EXERCISE REQUIREMENTS
All of the records must be repeated exactly.

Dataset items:
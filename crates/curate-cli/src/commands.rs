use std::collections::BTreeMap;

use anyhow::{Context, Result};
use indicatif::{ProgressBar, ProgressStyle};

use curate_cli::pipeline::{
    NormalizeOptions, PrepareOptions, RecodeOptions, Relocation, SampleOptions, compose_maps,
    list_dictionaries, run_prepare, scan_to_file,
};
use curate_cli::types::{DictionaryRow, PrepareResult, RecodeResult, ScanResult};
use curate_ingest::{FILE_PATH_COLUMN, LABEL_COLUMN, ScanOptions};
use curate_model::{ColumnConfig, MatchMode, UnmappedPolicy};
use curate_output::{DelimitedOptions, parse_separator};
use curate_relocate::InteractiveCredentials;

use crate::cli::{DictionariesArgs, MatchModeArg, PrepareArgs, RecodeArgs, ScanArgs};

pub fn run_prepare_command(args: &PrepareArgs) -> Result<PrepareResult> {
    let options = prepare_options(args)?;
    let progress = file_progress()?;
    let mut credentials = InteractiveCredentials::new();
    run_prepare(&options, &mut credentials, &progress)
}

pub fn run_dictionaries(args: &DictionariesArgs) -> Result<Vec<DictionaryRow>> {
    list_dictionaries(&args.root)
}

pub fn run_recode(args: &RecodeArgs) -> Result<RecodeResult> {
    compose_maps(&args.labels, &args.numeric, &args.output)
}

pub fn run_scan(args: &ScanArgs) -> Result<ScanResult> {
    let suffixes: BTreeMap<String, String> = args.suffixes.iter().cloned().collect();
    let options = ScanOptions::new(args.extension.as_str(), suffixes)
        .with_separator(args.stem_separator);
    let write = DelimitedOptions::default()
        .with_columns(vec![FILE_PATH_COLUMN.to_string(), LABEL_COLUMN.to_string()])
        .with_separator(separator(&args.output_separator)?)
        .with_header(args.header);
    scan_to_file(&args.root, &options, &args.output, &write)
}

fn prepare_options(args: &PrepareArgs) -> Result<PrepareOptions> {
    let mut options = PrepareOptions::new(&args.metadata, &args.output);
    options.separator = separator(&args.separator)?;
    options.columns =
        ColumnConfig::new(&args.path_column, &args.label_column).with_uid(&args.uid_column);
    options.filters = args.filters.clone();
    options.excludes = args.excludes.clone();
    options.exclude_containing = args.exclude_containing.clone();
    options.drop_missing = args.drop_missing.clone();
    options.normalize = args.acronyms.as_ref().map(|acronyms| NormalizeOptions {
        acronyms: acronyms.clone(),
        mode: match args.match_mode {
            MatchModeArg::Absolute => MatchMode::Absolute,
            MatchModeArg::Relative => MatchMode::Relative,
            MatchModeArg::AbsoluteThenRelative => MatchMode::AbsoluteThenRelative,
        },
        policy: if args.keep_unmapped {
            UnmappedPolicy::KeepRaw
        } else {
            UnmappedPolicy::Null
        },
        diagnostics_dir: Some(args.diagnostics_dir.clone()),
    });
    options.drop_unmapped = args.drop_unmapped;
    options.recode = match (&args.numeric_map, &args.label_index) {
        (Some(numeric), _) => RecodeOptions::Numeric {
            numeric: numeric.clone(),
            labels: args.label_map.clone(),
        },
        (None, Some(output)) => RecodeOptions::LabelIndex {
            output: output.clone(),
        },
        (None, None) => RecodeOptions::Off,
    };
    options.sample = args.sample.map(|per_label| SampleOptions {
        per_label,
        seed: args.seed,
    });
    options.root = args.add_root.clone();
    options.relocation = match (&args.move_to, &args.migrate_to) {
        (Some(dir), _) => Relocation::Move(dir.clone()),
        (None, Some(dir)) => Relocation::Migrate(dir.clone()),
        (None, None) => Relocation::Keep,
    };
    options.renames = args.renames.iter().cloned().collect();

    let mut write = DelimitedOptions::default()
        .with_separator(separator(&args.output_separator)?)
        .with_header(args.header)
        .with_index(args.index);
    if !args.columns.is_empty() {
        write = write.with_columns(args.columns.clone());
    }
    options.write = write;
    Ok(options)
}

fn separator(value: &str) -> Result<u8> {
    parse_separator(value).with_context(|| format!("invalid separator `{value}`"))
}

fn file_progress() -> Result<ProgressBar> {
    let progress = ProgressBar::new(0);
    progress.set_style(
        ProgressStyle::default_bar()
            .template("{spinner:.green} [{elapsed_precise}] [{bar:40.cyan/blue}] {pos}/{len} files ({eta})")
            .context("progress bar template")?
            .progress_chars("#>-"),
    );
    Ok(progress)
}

TASK RESPONSE
filename crates/curate-cli/src/commands.rs
use std::collections::BTreeMap;

use anyhow::{Context, Result};
use indicatif::{ProgressBar, ProgressStyle};

use curate_cli::pipeline::{
    NormalizeOptions, PrepareOptions, RecodeOptions, Relocation, SampleOptions, compose_maps,
    list_dictionaries, run_prepare, scan_to_file,
};
use curate_cli::types::{DictionaryRow, PrepareResult, RecodeResult, ScanResult};
use curate_ingest::{FILE_PATH_COLUMN, LABEL_COLUMN, ScanOptions};
use curate_model::{ColumnConfig, MatchMode, UnmappedPolicy};
use curate_output::{DelimitedOptions, parse_separator};
use curate_relocate::InteractiveCredentials;

use crate::cli::{DictionariesArgs, MatchModeArg, PrepareArgs, RecodeArgs, ScanArgs};

pub fn run_prepare_command(args: &PrepareArgs) -> Result<PrepareResult> {
    let options = prepare_options(args)?;
    let progress = file_progress()?;
    let mut credentials = InteractiveCredentials::new();
    run_prepare(&options, &mut credentials, &progress)
}

pub fn run_dictionaries(args: &DictionariesArgs) -> Result<Vec<DictionaryRow>> {
    list_dictionaries(&args.root)
}

pub fn run_recode(args: &RecodeArgs) -> Result<RecodeResult> {
    compose_maps(&args.labels, &args.numeric, &args.output)
}

pub fn run_scan(args: &ScanArgs) -> Result<ScanResult> {
    let suffixes: BTreeMap<String, String> = args.suffixes.iter().cloned().collect();
    let options = ScanOptions::new(args.extension.as_str(), suffixes)
        .with_separator(args.stem_separator);
    let write = DelimitedOptions::default()
        .with_columns(vec![FILE_PATH_COLUMN.to_string(), LABEL_COLUMN.to_string()])
        .with_separator(separator(&args.output_separator)?)
        .with_header(args.header);
    scan_to_file(&args.root, &options, &args.output, &write)
}

fn prepare_options(args: &PrepareArgs) -> Result<PrepareOptions> {
    let mut options = PrepareOptions::new(&args.metadata, &args.output);
    options.separator = separator(&args.separator)?;
    options.columns =
        ColumnConfig::new(&args.path_column, &args.label_column).with_uid(&args.uid_column);
    options.filters = args.filters.clone();
    options.excludes = args.excludes.clone();
    options.exclude_containing = args.exclude_containing.clone();
    options.drop_missing = args.drop_missing.clone();
    options.normalize = args.acronyms.as_ref().map(|acronyms| NormalizeOptions {
        acronyms: acronyms.clone(),
        mode: match args.match_mode {
            MatchModeArg::Absolute => MatchMode::Absolute,
            MatchModeArg::Relative => MatchMode::Relative,
            MatchModeArg::AbsoluteThenRelative => MatchMode::AbsoluteThenRelative,
        },
        policy: if args.keep_unmapped {
            UnmappedPolicy::KeepRaw
        } else {
            UnmappedPolicy::Null
        },
        diagnostics_dir: Some(args.diagnostics_dir.clone()),
    });
    options.drop_unmapped = args.drop_unmapped;
    options.recode = match (&args.numeric_map, &args.label_index) {
        (Some(numeric), _) => RecodeOptions::Numeric {
            numeric: numeric.clone(),
            labels: args.label_map.clone(),
        },
        (None, Some(output)) => RecodeOptions::LabelIndex {
            output: output.clone(),
        },
        (None, None) => RecodeOptions::Off,
    };
    options.sample = args.sample.map(|per_label| SampleOptions {
        per_label,
        seed: args.seed,
    });
    options.root = args.add_root.clone();
    options.relocation = match (&args.move_to, &args.migrate_to) {
        (Some(dir), _) => Relocation::Move(dir.clone()),
        (None, Some(dir)) => Relocation::Migrate(dir.clone()),
        (None, None) => Relocation::Keep,
    };
    options.renames = args.renames.iter().cloned().collect();

    let mut write = DelimitedOptions::default()
        .with_separator(separator(&args.output_separator)?)
        .with_header(args.header)
        .with_index(args.index);
    if !args.columns.is_empty() {
        write = write.with_columns(args.columns.clone());
    }
    options.write = write;
    Ok(options)
}

fn separator(value: &str) -> Result<u8> {
    parse_separator(value).with_context(|| format!("invalid separator `{value}`"))
}

fn file_progress() -> Result<ProgressBar> {
    let progress = ProgressBar::new(0);
    progress.set_style(
        ProgressStyle::default_bar()
            .template("{spinner:.green} [{elapsed_precise}] [{bar:40.cyan/blue}] {pos}/{len} files ({eta})")
            .context("progress bar template")?
            .progress_chars("#>-"),
    );
    Ok(progress)
}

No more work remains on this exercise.